Verify CUDA works inside the container:

docker run --gpus all --rm livepeer/ai-runner:live-base \
  python -c "import torch; print(f'CUDA available: {torch.cuda.is_available()}, GPU: {torch.cuda.get_device_name(0)}')"

Expected: CUDA available: True, GPU: NVIDIA GeForce RTX 4090

Step 3: Download ComfyStream model weights

ComfyStream requires model weights before the container starts. Clone the ComfyStream repository and run the download script:

git clone https://github.com/livepeer/comfystream
cd comfystream
pip install -r requirements.txt

Download StreamDiffusion and base models:

python scripts/download_models.py

This downloads approximately 15 to 20 GB. Wait for completion. Models are downloaded to the directory that will be mounted into the AI Runner container via -aiModelsDir. Verify the download:

ls -lh ~/.lpData/models/ | head -20

Step 4: Configure aiModels.json for live pipeline

For the live pipeline, model_id names the ComfyUI workflow or pipeline. The underlying models load inside the ComfyStream container.

cat > ~/.lpData/aiModels.json << 'EOF'
[
  {
    "pipeline": "live-video-to-video",
    "model_id": "streamdiffusion",
    "price_per_unit": 500,
    "warm": true
  }
]
EOF

price_per_unit for the live pipeline is charged per frame, unlike batch pipelines that charge per pixel or per millisecond. Set a value at or below the current Gateway caps in -maxPricePerCapability for live-video-to-video. Check current rates at tools.Livepeer.cloud/ai/network-capabilities.

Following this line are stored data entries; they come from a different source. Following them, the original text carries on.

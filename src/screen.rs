use crate::error::{Error, Result};

/**
Pixel dimensions of the display. Always square and never empty; build one
with [`Size::square`].

```compile_fail
let size = fractal_explorer::screen::Size { width: 0, height: 0 };
```
*/
#[derive(Clone, Copy, Debug, PartialEq, Eq)]
pub struct Size {
    pub(crate) width: u32,
    pub(crate) height: u32,
}

impl Size {
    pub fn square(size: u32) -> Result<Self> {
        if size == 0 {
            return Err(Error::InvalidDisplaySize(size));
        }
        Ok(Self {
            width: size,
            height: size,
        })
    }

    pub fn width(&self) -> u32 {
        self.width
    }

    pub fn height(&self) -> u32 {
        self.height
    }

    pub fn pixel_count(&self) -> usize {
        self.width as usize * self.height as usize
    }

    pub fn contains(&self, x: u32, y: u32) -> bool {
        x < self.width && y < self.height
    }
}

#[cfg(test)]
mod tests {
    use super::*;

    #[test]
    fn test_square_rejects_zero() {
        assert_eq!(Size::square(0), Err(Error::InvalidDisplaySize(0)));
    }

    #[test]
    fn test_contains() {
        let size = Size::square(4).unwrap();
        assert_eq!((size.width(), size.height()), (4, 4));
        assert_eq!(size.pixel_count(), 16);
        assert!(size.contains(0, 3));
        assert!(!size.contains(4, 0));
        assert!(!size.contains(0, 4));
    }
}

Step 5: Start go-livepeer with live AI flags

Existing AI nodes should stop and restart with the updated aiModels.json. Fresh setups should use:

docker run -d \
  --name livepeer-orchestrator \
  -v ~/.lpData/:/root/.lpData/ \
  -v /var/run/docker.sock:/var/run/docker.sock \
  --network host \
  --gpus all \
  livepeer/go-livepeer:latest \
  -network arbitrum-one-mainnet \
  -ethUrl https://arb-mainnet.g.alchemy.com/v2/YOUR_API_KEY \
  -orchestrator \
  -transcoder \
  -nvidia 0 \
  -pricePerUnit 1000 \
  -serviceAddr YOUR_PUBLIC_IP:8935 \
  -aiWorker \
  -aiModels /root/.lpData/aiModels.json \
  -aiModelsDir /root/.lpData/models \
  -v 6

Wait for the live runner container to start and the pipeline to warm. This takes longer than batch pipelines - ComfyStream loads the full ComfyUI environment and StreamDiffusion model stack:

docker logs -f livepeer-orchestrator 2>&1 | grep -i "live\|cascade\|pipeline\|warm\|error"

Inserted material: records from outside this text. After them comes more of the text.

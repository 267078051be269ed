//! Colouring algorithms.

use fnv::{FnvHashMap, FnvHashSet};
use log::trace;
use rayon::prelude::{IntoParallelRefIterator, ParallelIterator};

use crate::{config, fractal::IterationResult};

/// Colour of points that never escaped.
pub const BACKGROUND: u32 = 0x000000;

/**
Convert hue/saturation/brightness to a packed `0x00RRGGBB` colour.

Follows the AWT `Color.HSBtoRGB` conversion bit for bit: `hue` wraps around
(only its fractional part matters, so `1.2` and `0.2` give the same colour),
and each channel is rounded with `(v * 255 + 0.5) as u8`.
*/
pub fn hsb_to_rgb(hue: f32, saturation: f32, brightness: f32) -> u32 {
    let channel = |value: f32| (value * 255.0 + 0.5) as u32;

    let (red, green, blue) = if saturation == 0.0 {
        let value = channel(brightness);
        (value, value, value)
    } else {
        let h = (hue - hue.floor()) * 6.0;
        let f = h - h.floor();
        let p = brightness * (1.0 - saturation);
        let q = brightness * (1.0 - saturation * f);
        let t = brightness * (1.0 - saturation * (1.0 - f));
        let (red, green, blue) = match h as u32 {
            0 => (brightness, t, p),
            1 => (q, brightness, p),
            2 => (p, brightness, t),
            3 => (p, q, brightness),
            4 => (t, p, brightness),
            5 => (brightness, p, q),
            // `hue - floor(hue)` can round up to 1.0 for tiny negative hues.
            _ => (0.0, 0.0, 0.0),
        };
        (channel(red), channel(green), channel(blue))
    };

    (red << 16) | (green << 8) | blue
}

/// Maps an escape count to a hue: `offset + iterations / divisor`.
#[derive(Clone, Copy, Debug, PartialEq)]
pub struct HuePalette {
    pub offset: f32,
    pub divisor: f32,
}

impl HuePalette {
    pub fn colour(&self, iterations: IterationResult) -> u32 {
        match iterations {
            None => BACKGROUND,
            Some(iterations) => hsb_to_rgb(self.offset + iterations as f32 / self.divisor, 1.0, 1.0),
        }
    }
}

impl Default for HuePalette {
    fn default() -> Self {
        Self {
            offset: config::HUE_OFFSET,
            divisor: config::HUE_DIVISOR,
        }
    }
}

#[derive(Clone, Copy, Debug, PartialEq, Eq, Default)]
pub enum Colouring {
    /// Hue proportional to the escape count.
    #[default]
    Hue,
    /// Hue proportional to the escape count's rank within the frame.
    Histogram,
}

impl Colouring {
    pub fn next(self) -> Self {
        match self {
            Colouring::Hue => Colouring::Histogram,
            Colouring::Histogram => Colouring::Hue,
        }
    }

    /// Colour a whole frame of escape counts.
    pub fn colour_frame(&self, palette: &HuePalette, iterations: &[IterationResult]) -> Vec<u32> {
        match self {
            Colouring::Hue => iterations
                .par_iter()
                .map(|iterations| palette.colour(*iterations))
                .collect(),
            Colouring::Histogram => HistogramColouring::new(iterations).colour_frame(palette, iterations),
        }
    }
}

/// Histogram-based colouring algorithm ([Wikipedia](https://en.wikipedia.org/wiki/Plotting_algorithms_for_the_Mandelbrot_set#Histogram_coloring)).
struct HistogramColouring {
    histogram_ranges: FnvHashMap<u32, f32>,
}

impl HistogramColouring {
    fn new(iterations: &[IterationResult]) -> Self {
        trace!("begin histogram");

        let mut total_samples = 0;
        let mut bucket_labels: Vec<u32> = Vec::new();
        let mut histogram: FnvHashMap<u32, u32> = FnvHashMap::default();
        for iteration_count in iterations.iter().flatten() {
            let value = histogram.entry(*iteration_count).or_insert_with(|| {
                bucket_labels.push(*iteration_count);
                0
            });
            *value += 1;
            total_samples += 1;
        }

        debug_assert_eq!(
            total_samples,
            histogram.values().map(|value| *value as usize).sum::<usize>()
        );
        debug_assert!(
            bucket_labels.len() == bucket_labels.iter().copied().collect::<FnvHashSet<u32>>().len(),
            "bucket_labels contains duplicates: {:?}",
            bucket_labels
        );
        bucket_labels.sort_unstable();

        let mut histogram_ranges: FnvHashMap<u32, f32> = FnvHashMap::default();
        let mut acc = 0;
        let total_samples = total_samples as f32;
        for bucket_label in &bucket_labels {
            histogram_ranges.insert(*bucket_label, acc as f32 / total_samples);
            acc += histogram[bucket_label];
        }

        trace!("end histogram");
        Self { histogram_ranges }
    }

    fn colour_frame(&self, palette: &HuePalette, iterations: &[IterationResult]) -> Vec<u32> {
        iterations
            .par_iter()
            .map(|iterations| match iterations {
                None => BACKGROUND,
                Some(iteration_count) => {
                    let fraction = self
                        .histogram_ranges
                        .get(iteration_count)
                        .copied()
                        .unwrap_or_else(|| panic!("{} was not in histogram_ranges", iteration_count));
                    hsb_to_rgb(palette.offset + fraction, 1.0, 1.0)
                }
            })
            .collect()
    }
}

#[cfg(test)]
mod tests {
    use super::*;

    #[test]
    fn test_primary_hues() {
        assert_eq!(hsb_to_rgb(0.0, 1.0, 1.0), 0xFF0000);
        assert_eq!(hsb_to_rgb(0.5, 1.0, 1.0), 0x00FFFF);
        assert_eq!(hsb_to_rgb(0.7, 1.0, 1.0), 0x3300FF);
    }

    #[test]
    fn test_grey_when_unsaturated() {
        assert_eq!(hsb_to_rgb(0.3, 0.0, 1.0), 0xFFFFFF);
        assert_eq!(hsb_to_rgb(0.3, 0.0, 0.0), 0x000000);
    }

    #[test]
    fn test_hue_wraps() {
        assert_eq!(hsb_to_rgb(1.0, 1.0, 1.0), hsb_to_rgb(0.0, 1.0, 1.0));
        assert_eq!(hsb_to_rgb(1.5, 1.0, 1.0), hsb_to_rgb(0.5, 1.0, 1.0));
        assert_eq!(hsb_to_rgb(1.7, 1.0, 1.0), 0x3300FF);
        assert_eq!(hsb_to_rgb(-0.3, 1.0, 1.0), 0x3300FF);
    }

    #[test]
    fn test_palette() {
        let palette = HuePalette::default();
        assert_eq!(palette.colour(None), BACKGROUND);
        assert_eq!(
            palette.colour(Some(100)),
            hsb_to_rgb(0.7 + 100.0 / 200.0, 1.0, 1.0)
        );
        for n in 1..200 {
            assert_ne!(palette.colour(Some(n)), BACKGROUND);
        }
    }

    #[test]
    fn test_histogram_ranks_escape_counts() {
        let palette = HuePalette::default();
        let iterations = [None, Some(1), Some(7), Some(1)];
        let colours = Colouring::Histogram.colour_frame(&palette, &iterations);
        assert_eq!(
            colours,
            vec![
                BACKGROUND,
                hsb_to_rgb(palette.offset, 1.0, 1.0),
                hsb_to_rgb(palette.offset + 2.0 / 3.0, 1.0, 1.0),
                hsb_to_rgb(palette.offset, 1.0, 1.0),
            ]
        );
    }

    #[test]
    fn test_hue_colouring_matches_palette() {
        let palette = HuePalette::default();
        let iterations = [Some(3), None, Some(199)];
        let colours = Colouring::Hue.colour_frame(&palette, &iterations);
        let expected: Vec<u32> = iterations.iter().map(|n| palette.colour(*n)).collect();
        assert_eq!(colours, expected);
    }

    #[test]
    fn test_cycle() {
        assert_eq!(Colouring::Hue.next(), Colouring::Histogram);
        assert_eq!(Colouring::Histogram.next(), Colouring::Hue);
    }
}
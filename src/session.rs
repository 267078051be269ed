//! The interactive state of one explorer window.

use log::{debug, info};

use crate::{
    colour::{Colouring, HuePalette},
    config::{Config, FractalKind},
    coords::map_pixel_to_plane,
    error::{Error, Result},
    fractal::{FractalGenerator, Mandelbrot},
    range::ViewportRange,
    render::{Frame, RenderJob, Renderer, Surface},
    screen,
};

/**
Owns the viewport and reacts to the UI's reset and click events.

The viewport is only mutated through [`Explorer::reset_requested`] and the
click handlers, and each mutation invalidates any render still running for
the previous viewport.
*/
pub struct Explorer<F = Mandelbrot> {
    fractal: F,
    range: ViewportRange,
    size: screen::Size,
    zoom_factor: f64,
    palette: HuePalette,
    colouring: Colouring,
    renderer: Renderer,
}

impl Explorer<Mandelbrot> {
    pub fn new(config: &Config) -> Result<Self> {
        config.validate()?;
        let fractal = match config.fractal {
            FractalKind::Mandelbrot => Mandelbrot::new(config.max_iterations, config.escape_radius),
        };
        Self::with_fractal(config, fractal)
    }
}

impl<F: FractalGenerator> Explorer<F> {
    pub fn with_fractal(config: &Config, fractal: F) -> Result<Self> {
        config.validate()?;
        let size = screen::Size::square(config.display_size)?;
        let range = fractal.initial_range();
        let renderer = Renderer::new(config.threads())?;

        info!(
            "{}x{} display, {} iterations, {} render threads",
            size.width,
            size.height,
            fractal.max_iterations(),
            config.threads()
        );

        Ok(Self {
            fractal,
            range,
            size,
            zoom_factor: config.zoom_factor,
            palette: config.palette(),
            colouring: config.colouring,
            renderer,
        })
    }

    pub fn range(&self) -> &ViewportRange {
        &self.range
    }

    pub fn size(&self) -> screen::Size {
        self.size
    }

    pub fn colouring(&self) -> Colouring {
        self.colouring
    }

    pub fn renderer(&self) -> &Renderer {
        &self.renderer
    }

    pub fn reset_requested(&mut self) {
        let initial = self.fractal.initial_range();
        self.range.set(&initial);
        self.renderer.invalidate();
        debug!("reset to {:?}", self.range);
    }

    /// Zoom in on the clicked pixel.
    pub fn point_clicked(&mut self, x: u32, y: u32) -> Result<()> {
        self.zoom_at(x, y, self.zoom_factor)
    }

    /// Zoom out around the clicked pixel, undoing the size change of one
    /// [`Explorer::point_clicked`].
    pub fn point_clicked_zoom_out(&mut self, x: u32, y: u32) -> Result<()> {
        self.zoom_at(x, y, 1.0 / self.zoom_factor)
    }

    fn zoom_at(&mut self, x: u32, y: u32, scale: f64) -> Result<()> {
        if !self.size.contains(x, y) {
            return Err(Error::PixelOutOfBounds {
                x,
                y,
                size: self.size.width,
            });
        }

        let real = map_pixel_to_plane(self.range.x, self.range.x_max(), self.size.width, x);
        let imag = map_pixel_to_plane(self.range.y, self.range.y_max(), self.size.height, y);
        self.fractal
            .recenter_and_zoom(&mut self.range, real, imag, scale)?;
        self.renderer.invalidate();

        debug!("zoomed by {} around ({}, {}) to {:?}", scale, real, imag, self.range);
        Ok(())
    }

    pub fn cycle_colouring(&mut self) -> Colouring {
        self.colouring = self.colouring.next();
        self.renderer.invalidate();
        self.colouring
    }

    pub fn job(&self) -> RenderJob {
        self.renderer.job(&self.range, self.size)
    }

    /// Whether `frame` still shows the current viewport.
    pub fn is_current(&self, frame: &Frame) -> bool {
        self.renderer.is_current(frame.generation)
    }

    /// Render the current viewport and present it, blocking until done.
    pub fn draw(&self, surface: &mut impl Surface) {
        if let Some(frame) =
            self.renderer
                .render_frame(&self.fractal, self.colouring, &self.palette, &self.job())
        {
            frame.present(surface);
        }
    }
}

impl<F: FractalGenerator + Clone + 'static> Explorer<F> {
    /// Render the current viewport in the background.
    pub fn spawn_render(&self, on_frame: impl FnOnce(Frame) + Send + 'static) {
        self.renderer.spawn(
            self.fractal.clone(),
            self.colouring,
            self.palette,
            self.job(),
            on_frame,
        );
    }
}

#[cfg(test)]
mod tests {
    use std::{sync::mpsc, time::Duration};

    use super::*;
    use crate::render::tests::RecordingSurface;

    fn explorer(display_size: u32) -> Explorer {
        Explorer::new(&Config {
            display_size,
            threads: Some(2),
            ..Config::default()
        })
        .unwrap()
    }

    #[test]
    fn test_starts_at_initial_range() {
        let explorer = explorer(800);
        assert_eq!(
            *explorer.range(),
            ViewportRange::new(-2.0, -1.5, 3.0, 3.0).unwrap()
        );
    }

    #[test]
    fn test_click_at_center_zooms_in() {
        let mut explorer = explorer(800);
        explorer.point_clicked(400, 400).unwrap();
        assert_eq!(
            *explorer.range(),
            ViewportRange::new(-1.25, -0.75, 1.5, 1.5).unwrap()
        );
    }

    #[test]
    fn test_reset_restores_initial_range() {
        let mut explorer = explorer(800);
        explorer.point_clicked(10, 700).unwrap();
        explorer.point_clicked(123, 45).unwrap();
        explorer.reset_requested();
        assert_eq!(*explorer.range(), Mandelbrot::default().initial_range());
    }

    #[test]
    fn test_zoom_out_restores_size() {
        let mut explorer = explorer(800);
        explorer.point_clicked(200, 600).unwrap();
        explorer.point_clicked_zoom_out(400, 400).unwrap();
        assert_eq!((explorer.range().width(), explorer.range().height()), (3.0, 3.0));
    }

    #[test]
    fn test_click_outside_display_is_rejected() {
        let mut explorer = explorer(800);
        assert_eq!(
            explorer.point_clicked(800, 10),
            Err(Error::PixelOutOfBounds {
                x: 800,
                y: 10,
                size: 800
            })
        );
        assert_eq!(*explorer.range(), Mandelbrot::default().initial_range());
    }

    #[test]
    fn test_invalid_config_is_rejected() {
        let config = Config {
            display_size: 0,
            ..Config::default()
        };
        assert!(matches!(
            Explorer::new(&config),
            Err(Error::InvalidDisplaySize(0))
        ));
    }

    #[test]
    fn test_viewport_changes_supersede_pending_frames() {
        let mut explorer = explorer(8);
        let before_click = explorer.job();
        explorer.point_clicked(4, 4).unwrap();
        assert!(!explorer.renderer().is_current(before_click.generation));

        let before_reset = explorer.job();
        explorer.reset_requested();
        assert!(!explorer.renderer().is_current(before_reset.generation));

        let before_cycle = explorer.job();
        assert_eq!(explorer.cycle_colouring(), Colouring::Histogram);
        assert!(!explorer.renderer().is_current(before_cycle.generation));
    }

    #[test]
    fn test_draw_paints_whole_display() {
        let explorer = explorer(12);
        let mut surface = RecordingSurface::default();
        explorer.draw(&mut surface);

        assert_eq!(surface.repaints, 1);
        assert_eq!(surface.pixels.len(), 144);
    }

    #[test]
    fn test_spawn_render_matches_draw() {
        let explorer = explorer(12);
        let mut surface = RecordingSurface::default();
        explorer.draw(&mut surface);

        let (sender, receiver) = mpsc::channel();
        explorer.spawn_render(move |frame| sender.send(frame).unwrap());
        let frame = receiver.recv_timeout(Duration::from_secs(10)).unwrap();

        assert!(explorer.is_current(&frame));
        let colours: Vec<u32> = surface.pixels.iter().map(|(_, _, rgb)| *rgb).collect();
        assert_eq!(frame.pixels, colours);
    }
}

Expected after a typical 5 to 10 minute warm-up:

Expected live-runner startup log

Starting AI worker
Starting live-video-to-video pipeline: streamdiffusion
ComfyStream container started
Warm model loaded: streamdiffusion

Check the live runner container is running:

docker ps | grep livepeer

Two containers should be running: livepeer-orchestrator and the AI Runner container for the live pipeline.

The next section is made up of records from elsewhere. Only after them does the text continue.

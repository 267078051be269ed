//! A window that shows rendered frames through `wgpu`.

use std::num::NonZeroU32;

use bytemuck::{Pod, Zeroable};
use fractal_explorer::{render::Surface, screen};
use log::{debug, trace, warn};
use winit::{
    dpi::{PhysicalPosition, PhysicalSize},
    window::Window,
};

use crate::uniform::Uniform;

#[repr(C)]
#[derive(Pod, Zeroable, Clone, Copy, Debug, Default)]
pub struct Rgba {
    pub r: u8,
    pub g: u8,
    pub b: u8,
    pub a: u8,
}

impl From<u32> for Rgba {
    fn from(rgb: u32) -> Self {
        Self {
            r: (rgb >> 16) as u8,
            g: (rgb >> 8) as u8,
            b: rgb as u8,
            a: 0xFF,
        }
    }
}

pub struct Display {
    surface: wgpu::Surface,
    device: wgpu::Device,
    queue: wgpu::Queue,
    surface_configuration: wgpu::SurfaceConfiguration,
    render_pipeline: wgpu::RenderPipeline,
    render_bind_group: wgpu::BindGroup,
    frame_texture: wgpu::Texture,
    screen_size: Uniform<[f32; 2]>,
    size: screen::Size,
    staging: Vec<Rgba>,
    // Declared last so the surface is dropped before the window it draws to.
    window: Window,
}

impl Display {
    pub fn new(window: Window, size: screen::Size) -> Self {
        let instance = wgpu::Instance::new(wgpu::Backends::all());

        let window_size = window.inner_size();
        let surface = unsafe { instance.create_surface(&window) };

        let adapter = pollster::block_on(instance.request_adapter(&wgpu::RequestAdapterOptions {
            power_preference: Default::default(),
            force_fallback_adapter: false,
            compatible_surface: Some(&surface),
        }))
        .expect("no compatible graphics adapter");
        let (device, queue) = pollster::block_on(adapter.request_device(
            &wgpu::DeviceDescriptor {
                label: Some("device"),
                features: wgpu::Features::empty(),
                limits: wgpu::Limits::default(),
            },
            None,
        ))
        .expect("failed to open graphics device");

        let surface_configuration = wgpu::SurfaceConfiguration {
            usage: wgpu::TextureUsages::RENDER_ATTACHMENT,
            format: surface.get_supported_formats(&adapter)[0],
            width: window_size.width,
            height: window_size.height,
            present_mode: wgpu::PresentMode::Fifo,
            alpha_mode: wgpu::CompositeAlphaMode::Auto,
        };
        surface.configure(&device, &surface_configuration);

        let shader_module = device.create_shader_module(wgpu::ShaderModuleDescriptor {
            label: Some("display-shader"),
            source: wgpu::ShaderSource::Wgsl(include_str!("display.wgsl").into()),
        });

        let render_bind_group_layout =
            device.create_bind_group_layout(&wgpu::BindGroupLayoutDescriptor {
                label: Some("render-bind-group-layout"),
                entries: &[
                    wgpu::BindGroupLayoutEntry {
                        binding: 0,
                        visibility: wgpu::ShaderStages::FRAGMENT,
                        ty: wgpu::BindingType::Texture {
                            sample_type: wgpu::TextureSampleType::Float { filterable: false },
                            view_dimension: wgpu::TextureViewDimension::D2,
                            multisampled: false,
                        },
                        count: None,
                    },
                    wgpu::BindGroupLayoutEntry {
                        binding: 1,
                        visibility: wgpu::ShaderStages::FRAGMENT,
                        ty: wgpu::BindingType::Sampler(wgpu::SamplerBindingType::NonFiltering),
                        count: None,
                    },
                    wgpu::BindGroupLayoutEntry {
                        binding: 2,
                        visibility: wgpu::ShaderStages::FRAGMENT,
                        ty: wgpu::BindingType::Buffer {
                            ty: wgpu::BufferBindingType::Uniform,
                            has_dynamic_offset: false,
                            min_binding_size: None,
                        },
                        count: None,
                    },
                ],
            });

        let render_pipeline_layout =
            device.create_pipeline_layout(&wgpu::PipelineLayoutDescriptor {
                label: Some("render-pipeline-layout"),
                bind_group_layouts: &[&render_bind_group_layout],
                push_constant_ranges: &[],
            });

        let render_pipeline = device.create_render_pipeline(&wgpu::RenderPipelineDescriptor {
            label: Some("render-pipeline"),
            layout: Some(&render_pipeline_layout),
            vertex: wgpu::VertexState {
                module: &shader_module,
                entry_point: "vertex_main",
                buffers: &[],
            },
            primitive: wgpu::PrimitiveState {
                topology: wgpu::PrimitiveTopology::TriangleStrip,
                strip_index_format: None,
                front_face: wgpu::FrontFace::Ccw,
                cull_mode: Some(wgpu::Face::Back),
                unclipped_depth: false,
                polygon_mode: wgpu::PolygonMode::Fill,
                conservative: false,
            },
            depth_stencil: None,
            multisample: wgpu::MultisampleState::default(),
            fragment: Some(wgpu::FragmentState {
                module: &shader_module,
                entry_point: "fragment_main",
                targets: &[Some(wgpu::ColorTargetState {
                    format: surface_configuration.format,
                    blend: Some(wgpu::BlendState::REPLACE),
                    write_mask: wgpu::ColorWrites::ALL,
                })],
            }),
            multiview: None,
        });

        let frame_texture = device.create_texture(&wgpu::TextureDescriptor {
            label: Some("frame-texture"),
            size: frame_extent(size),
            mip_level_count: 1,
            sample_count: 1,
            dimension: wgpu::TextureDimension::D2,
            format: frame_texture_format(surface_configuration.format),
            usage: wgpu::TextureUsages::TEXTURE_BINDING | wgpu::TextureUsages::COPY_DST,
        });
        let frame_texture_view = frame_texture.create_view(&wgpu::TextureViewDescriptor::default());

        let screen_size = Uniform::new(
            &device,
            "screen-size-buffer",
            [window_size.width as f32, window_size.height as f32],
        );

        let sampler = device.create_sampler(&wgpu::SamplerDescriptor::default());

        let render_bind_group = device.create_bind_group(&wgpu::BindGroupDescriptor {
            label: Some("render-bind-group"),
            layout: &render_bind_group_layout,
            entries: &[
                wgpu::BindGroupEntry {
                    binding: 0,
                    resource: wgpu::BindingResource::TextureView(&frame_texture_view),
                },
                wgpu::BindGroupEntry {
                    binding: 1,
                    resource: wgpu::BindingResource::Sampler(&sampler),
                },
                wgpu::BindGroupEntry {
                    binding: 2,
                    resource: screen_size.binding_resource(),
                },
            ],
        });

        Self {
            surface,
            device,
            queue,
            surface_configuration,
            render_pipeline,
            render_bind_group,
            frame_texture,
            screen_size,
            size,
            staging: vec![Rgba::default(); size.pixel_count()],
            window,
        }
    }

    pub fn window(&self) -> &Window {
        &self.window
    }

    /// The display pixel under a cursor position, if the cursor is on the
    /// window at all. Positions past the bottom or right edge are returned
    /// as-is so the caller can reject them.
    pub fn pixel_at(&self, position: PhysicalPosition<f64>) -> Option<(u32, u32)> {
        if position.x < 0.0 || position.y < 0.0 {
            return None;
        }
        let window_size = self.window.inner_size();
        let x = position.x / window_size.width as f64 * self.size.width() as f64;
        let y = position.y / window_size.height as f64 * self.size.height() as f64;
        Some((x as u32, y as u32))
    }

    pub fn resize(&mut self, window_size: PhysicalSize<u32>) {
        if window_size.width == 0 || window_size.height == 0 {
            return;
        }
        debug!("resizing to {:?}", window_size);

        self.surface_configuration.width = window_size.width;
        self.surface_configuration.height = window_size.height;
        self.surface.configure(&self.device, &self.surface_configuration);

        self.screen_size.write(
            &self.queue,
            [window_size.width as f32, window_size.height as f32],
        );
        self.window.request_redraw();
    }

    pub fn draw(&mut self) {
        let surface_texture = match self.surface.get_current_texture() {
            Ok(surface_texture) => surface_texture,
            Err(wgpu::SurfaceError::Lost | wgpu::SurfaceError::Outdated) => {
                self.surface.configure(&self.device, &self.surface_configuration);
                self.window.request_redraw();
                return;
            }
            Err(error) => {
                warn!("skipping redraw: {}", error);
                return;
            }
        };

        let surface_texture_view = surface_texture
            .texture
            .create_view(&wgpu::TextureViewDescriptor::default());

        let mut command_encoder = self
            .device
            .create_command_encoder(&wgpu::CommandEncoderDescriptor::default());
        {
            let mut render_pass = command_encoder.begin_render_pass(&wgpu::RenderPassDescriptor {
                label: Some("render-pass"),
                color_attachments: &[Some(wgpu::RenderPassColorAttachment {
                    view: &surface_texture_view,
                    resolve_target: None,
                    ops: wgpu::Operations {
                        load: wgpu::LoadOp::Clear(wgpu::Color::BLACK),
                        store: true,
                    },
                })],
                depth_stencil_attachment: None,
            });

            render_pass.set_pipeline(&self.render_pipeline);
            render_pass.set_bind_group(0, &self.render_bind_group, &[]);
            render_pass.draw(0..4, 0..1);
        }

        self.queue.submit([command_encoder.finish()]);
        surface_texture.present();
    }
}

impl Surface for Display {
    fn set_pixel(&mut self, x: u32, y: u32, rgb: u32) {
        self.staging[y as usize * self.size.width() as usize + x as usize] = rgb.into();
    }

    fn repaint(&mut self) {
        trace!("uploading frame");
        self.queue.write_texture(
            wgpu::ImageCopyTexture {
                texture: &self.frame_texture,
                mip_level: 0,
                origin: wgpu::Origin3d::ZERO,
                aspect: wgpu::TextureAspect::All,
            },
            bytemuck::cast_slice(&self.staging),
            wgpu::ImageDataLayout {
                offset: 0,
                bytes_per_row: NonZeroU32::new(4 * self.size.width()),
                rows_per_image: NonZeroU32::new(self.size.height()),
            },
            frame_extent(self.size),
        );
        self.window.request_redraw();
    }
}

/// Frames hold sRGB-encoded colours. On an sRGB surface the texture has to
/// decode them when sampled, or the surface would encode them a second time.
fn frame_texture_format(surface_format: wgpu::TextureFormat) -> wgpu::TextureFormat {
    if surface_format.describe().srgb {
        wgpu::TextureFormat::Rgba8UnormSrgb
    } else {
        wgpu::TextureFormat::Rgba8Unorm
    }
}

fn frame_extent(size: screen::Size) -> wgpu::Extent3d {
    wgpu::Extent3d {
        width: size.width(),
        height: size.height(),
        depth_or_array_layers: 1,
    }
}

#[cfg(test)]
mod tests {
    use super::*;

    #[test]
    fn test_frame_texture_matches_surface_encoding() {
        assert_eq!(
            frame_texture_format(wgpu::TextureFormat::Bgra8UnormSrgb),
            wgpu::TextureFormat::Rgba8UnormSrgb
        );
        assert_eq!(
            frame_texture_format(wgpu::TextureFormat::Rgba8UnormSrgb),
            wgpu::TextureFormat::Rgba8UnormSrgb
        );
        assert_eq!(
            frame_texture_format(wgpu::TextureFormat::Bgra8Unorm),
            wgpu::TextureFormat::Rgba8Unorm
        );
    }

    #[test]
    fn test_rgba_from_packed_rgb() {
        let rgba = Rgba::from(0x3300FF);
        assert_eq!((rgba.r, rgba.g, rgba.b, rgba.a), (0x33, 0x00, 0xFF, 0xFF));
        assert_eq!(bytemuck::cast::<Rgba, [u8; 4]>(rgba), [0x33, 0x00, 0xFF, 0xFF]);
    }
}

Step 6: Set up the Gateway for live routing

Start an off-chain Gateway that routes live-video-to-video jobs to the Orchestrator for this local test:

docker run -d \
  --name livepeer-gateway-live \
  -v ~/.lpData-gateway-live/:/root/.lpData/ \
  --network host \
  livepeer/go-livepeer:latest \
  -gateway \
  -cliAddr 127.0.0.1:7936 \
  -httpAddr 0.0.0.0:8936 \
  -rtmpAddr 0.0.0.0:1935 \
  -orchAddr http://127.0.0.1:8935 \
  -httpIngest \
  -remoteSignerAddr https://signer.eliteencoder.net \
  -network offchain

Verify the Gateway started:

docker logs livepeer-gateway-live 2>&1 | grep -i "started\|gateway\|rtmp\|http" | head -10

Expected:

Expected gateway startup log

Gateway started on :8936
RTMP server listening on :1935

For a production Gateway routing live AI jobs on-chain, configure -maxPricePerCapability with a cap for live-video-to-video. The Gateway routes only to Orchestrators priced at or below this cap, regardless of hardware capability.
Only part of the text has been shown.